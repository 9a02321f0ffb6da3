//! Casting results
//!
//! A [`CastNode`] pairs a resolved schema node with the coerced input. Its
//! outside representation, a [`Casted`] value, is built on first request
//! and cached inside the node, which is owned by whoever ran the cast.
//!
//! Copyright (c) 2025 Apidecl Team
//! Licensed under the Apache-2.0 license

use crate::existence::Presence;
use crate::schema::{IsoDuration, SchemaNode};
use chrono::{DateTime, FixedOffset, NaiveDate};
use indexmap::IndexMap;
use serde::de::DeserializeOwned;
use serde::{Serialize, Serializer};
use serde_json::{Map, Number, Value};
use std::cell::OnceCell;
use thiserror::Error;

/// Input that could not be read as the declared type
#[derive(Error, Debug, Clone, PartialEq, Eq)]
#[error("cannot cast {found} to {expected}")]
pub struct CastError {
    pub expected: String,
    pub found: String,
}

impl CastError {
    pub fn new(expected: impl Into<String>, found: impl Into<String>) -> Self {
        Self {
            expected: expected.into(),
            found: found.into(),
        }
    }
}

/// The outside representation of a casted value
#[derive(Debug, Clone, PartialEq)]
pub enum Casted {
    Null,
    Bool(bool),
    Integer(i64),
    Number(f64),
    String(String),
    Date(NaiveDate),
    DateTime(DateTime<FixedOffset>),
    Duration(IsoDuration),
    Array(Vec<Casted>),
    Model(Model),
}

impl Casted {
    pub fn is_null(&self) -> bool {
        matches!(self, Casted::Null)
    }

    pub fn as_bool(&self) -> Option<bool> {
        match self {
            Casted::Bool(flag) => Some(*flag),
            _ => None,
        }
    }

    pub fn as_i64(&self) -> Option<i64> {
        match self {
            Casted::Integer(integer) => Some(*integer),
            _ => None,
        }
    }

    /// Integers and numbers as `f64`
    pub fn as_f64(&self) -> Option<f64> {
        match self {
            Casted::Integer(integer) => Some(*integer as f64),
            Casted::Number(number) => Some(*number),
            _ => None,
        }
    }

    pub fn as_str(&self) -> Option<&str> {
        match self {
            Casted::String(text) => Some(text),
            _ => None,
        }
    }

    pub fn as_date(&self) -> Option<NaiveDate> {
        match self {
            Casted::Date(date) => Some(*date),
            _ => None,
        }
    }

    pub fn as_date_time(&self) -> Option<DateTime<FixedOffset>> {
        match self {
            Casted::DateTime(moment) => Some(*moment),
            _ => None,
        }
    }

    pub fn as_duration(&self) -> Option<&IsoDuration> {
        match self {
            Casted::Duration(duration) => Some(duration),
            _ => None,
        }
    }

    pub fn as_array(&self) -> Option<&[Casted]> {
        match self {
            Casted::Array(items) => Some(items),
            _ => None,
        }
    }

    pub fn as_model(&self) -> Option<&Model> {
        match self {
            Casted::Model(model) => Some(model),
            _ => None,
        }
    }

    /// JSON form; temporal values become their ISO 8601 strings
    pub fn to_json(&self) -> Value {
        match self {
            Casted::Null => Value::Null,
            Casted::Bool(flag) => Value::Bool(*flag),
            Casted::Integer(integer) => Value::from(*integer),
            Casted::Number(number) => Number::from_f64(*number).map(Value::Number).unwrap_or(Value::Null),
            Casted::String(text) => Value::String(text.clone()),
            Casted::Date(date) => Value::String(date.format("%Y-%m-%d").to_string()),
            Casted::DateTime(moment) => Value::String(moment.to_rfc3339()),
            Casted::Duration(duration) => Value::String(duration.to_string()),
            Casted::Array(items) => Value::Array(items.iter().map(Casted::to_json).collect()),
            Casted::Model(model) => model.to_json(),
        }
    }
}

impl Serialize for Casted {
    fn serialize<S: Serializer>(&self, serializer: S) -> Result<S::Ok, S::Error> {
        self.to_json().serialize(serializer)
    }
}

/// Attribute-addressable view over a casted object
#[derive(Debug, Clone, PartialEq)]
pub struct Model {
    binding: Option<String>,
    attributes: IndexMap<String, Casted>,
}

impl Model {
    pub fn new(binding: Option<String>, attributes: IndexMap<String, Casted>) -> Self {
        Self { binding, attributes }
    }

    /// Name of the model type the schema binds to, if any
    pub fn binding(&self) -> Option<&str> {
        self.binding.as_deref()
    }

    /// The casted value of a declared property
    pub fn get(&self, name: &str) -> Option<&Casted> {
        self.attributes.get(name)
    }

    pub fn attributes(&self) -> &IndexMap<String, Casted> {
        &self.attributes
    }

    pub fn len(&self) -> usize {
        self.attributes.len()
    }

    pub fn is_empty(&self) -> bool {
        self.attributes.is_empty()
    }

    pub fn to_json(&self) -> Value {
        Value::Object(
            self.attributes
                .iter()
                .map(|(name, value)| (name.clone(), value.to_json()))
                .collect::<Map<String, Value>>(),
        )
    }

    /// Materialize the attributes into an application type
    pub fn deserialize<T: DeserializeOwned>(&self) -> Result<T, serde_json::Error> {
        serde_json::from_value(self.to_json())
    }
}

/// How the input was read
#[derive(Debug)]
pub(crate) enum NodeData<'s> {
    /// Absent input; `omitted` tells a missing key from an explicit null
    Null { omitted: bool },
    Scalar(Casted),
    Array(Vec<CastNode<'s>>),
    Object(IndexMap<String, CastNode<'s>>),
    /// Structurally unreadable input
    Invalid(CastError),
}

/// The result of casting one input value against one schema node
#[derive(Debug)]
pub struct CastNode<'s> {
    schema: &'s SchemaNode,
    data: NodeData<'s>,
    value: OnceCell<Casted>,
}

impl<'s> CastNode<'s> {
    pub(crate) fn new(schema: &'s SchemaNode, data: NodeData<'s>) -> Self {
        Self {
            schema,
            data,
            value: OnceCell::new(),
        }
    }

    /// The resolved schema node this value was cast against
    pub fn schema(&self) -> &'s SchemaNode {
        self.schema
    }

    /// Outside representation, built once and cached.
    ///
    /// Objects yield a [`Casted::Model`]; unreadable input yields `Null`.
    pub fn value(&self) -> &Casted {
        self.value.get_or_init(|| match &self.data {
            NodeData::Null { .. } | NodeData::Invalid(_) => Casted::Null,
            NodeData::Scalar(value) => value.clone(),
            NodeData::Array(elements) => {
                Casted::Array(elements.iter().map(|element| element.value().clone()).collect())
            }
            NodeData::Object(attributes) => Casted::Model(Model::new(
                self.schema.model_name().map(str::to_string),
                attributes
                    .iter()
                    .map(|(name, node)| (name.clone(), node.value().clone()))
                    .collect(),
            )),
        })
    }

    /// The model view of an object value
    pub fn model(&self) -> Option<&Model> {
        self.value().as_model()
    }

    /// A declared attribute of an object value
    pub fn attribute(&self, name: &str) -> Option<&CastNode<'s>> {
        match &self.data {
            NodeData::Object(attributes) => attributes.get(name),
            _ => None,
        }
    }

    /// Declared attributes in declaration order; empty unless this is an object
    pub fn attributes(&self) -> impl Iterator<Item = (&str, &CastNode<'s>)> {
        let attributes = match &self.data {
            NodeData::Object(attributes) => Some(attributes),
            _ => None,
        };
        attributes
            .into_iter()
            .flatten()
            .map(|(name, node)| (name.as_str(), node))
    }

    /// Element nodes; empty unless this is an array
    pub fn elements(&self) -> &[CastNode<'s>] {
        match &self.data {
            NodeData::Array(elements) => elements,
            _ => &[],
        }
    }

    /// The structural failure, when the input could not be read at all
    pub fn cast_error(&self) -> Option<&CastError> {
        match &self.data {
            NodeData::Invalid(error) => Some(error),
            _ => None,
        }
    }

    pub fn is_invalid(&self) -> bool {
        self.cast_error().is_some()
    }
}

impl Presence for CastNode<'_> {
    fn is_omitted(&self) -> bool {
        matches!(self.data, NodeData::Null { omitted: true })
    }

    fn is_null(&self) -> bool {
        matches!(self.data, NodeData::Null { .. })
    }

    fn is_empty(&self) -> bool {
        match &self.data {
            NodeData::Null { .. } => true,
            NodeData::Scalar(Casted::String(text)) => text.is_empty(),
            NodeData::Scalar(_) | NodeData::Invalid(_) => false,
            NodeData::Array(elements) => elements.is_empty(),
            NodeData::Object(attributes) => attributes.values().all(|node| node.is_empty()),
        }
    }
}

#[cfg(test)]
mod tests {
    use super::*;
    use serde::Deserialize;
    use serde_json::json;

    #[test]
    fn test_casted_to_json() {
        let date = NaiveDate::from_ymd_opt(2024, 1, 31).unwrap();
        assert_eq!(Casted::Date(date).to_json(), json!("2024-01-31"));
        assert_eq!(Casted::Number(f64::NAN).to_json(), Value::Null);
        assert_eq!(
            Casted::Array(vec![Casted::Integer(1), Casted::Null]).to_json(),
            json!([1, null])
        );
    }

    #[test]
    fn test_model_deserialize() {
        #[derive(Debug, Deserialize, PartialEq)]
        struct Pet {
            name: String,
            age: Option<i64>,
        }

        let mut attributes = IndexMap::new();
        attributes.insert("name".to_string(), Casted::String("Rex".into()));
        attributes.insert("age".to_string(), Casted::Null);
        let model = Model::new(Some("Pet".into()), attributes);

        assert_eq!(model.binding(), Some("Pet"));
        assert_eq!(model.get("name").and_then(Casted::as_str), Some("Rex"));
        assert_eq!(
            model.deserialize::<Pet>().unwrap(),
            Pet { name: "Rex".into(), age: None }
        );
    }

    #[test]
    fn test_emptiness() {
        let schema = SchemaNode::string();
        let blank = CastNode::new(&schema, NodeData::Scalar(Casted::String(String::new())));
        assert!(blank.is_empty());
        assert!(!blank.is_null());

        let zero = CastNode::new(&schema, NodeData::Scalar(Casted::Integer(0)));
        assert!(!zero.is_empty());

        let omitted = CastNode::new(&schema, NodeData::Null { omitted: true });
        assert!(omitted.is_omitted() && omitted.is_null() && omitted.is_empty());

        let explicit = CastNode::new(&schema, NodeData::Null { omitted: false });
        assert!(!explicit.is_omitted() && explicit.is_null());
    }

    #[test]
    fn test_value_is_cached() {
        let schema = SchemaNode::object();
        let node = CastNode::new(&schema, NodeData::Object(IndexMap::new()));
        let first = node.value() as *const Casted;
        let second = node.value() as *const Casted;
        assert_eq!(first, second);
        assert!(node.is_empty());
    }
}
:::::
## Brief:
Please give an exact copy of the entries above, from the line with "an explicit null" down to the line with "pub fn value(&self)", inclusive, and nothing else.

## Result of the task:
    /// Absent input; `omitted` tells a missing key from an explicit null
    Null { omitted: bool },
    Scalar(Casted),
    Array(Vec<CastNode<'s>>),
    Object(IndexMap<String, CastNode<'s>>),
    /// Structurally unreadable input
    Invalid(CastError),
}

/// The result of casting one input value against one schema node
#[derive(Debug)]
pub struct CastNode<'s> {
    schema: &'s SchemaNode,
    data: NodeData<'s>,
    value: OnceCell<Casted>,
}

impl<'s> CastNode<'s> {
    pub(crate) fn new(schema: &'s SchemaNode, data: NodeData<'s>) -> Self {
        Self {
            schema,
            data,
            value: OnceCell::new(),
        }
    }

    /// The resolved schema node this value was cast against
    pub fn schema(&self) -> &'s SchemaNode {
        self.schema
    }

    /// Outside representation, built once and cached.
    ///
    /// Objects yield a [`Casted::Model`]; unreadable input yields `Null`.
    pub fn value(&self) -> &Casted {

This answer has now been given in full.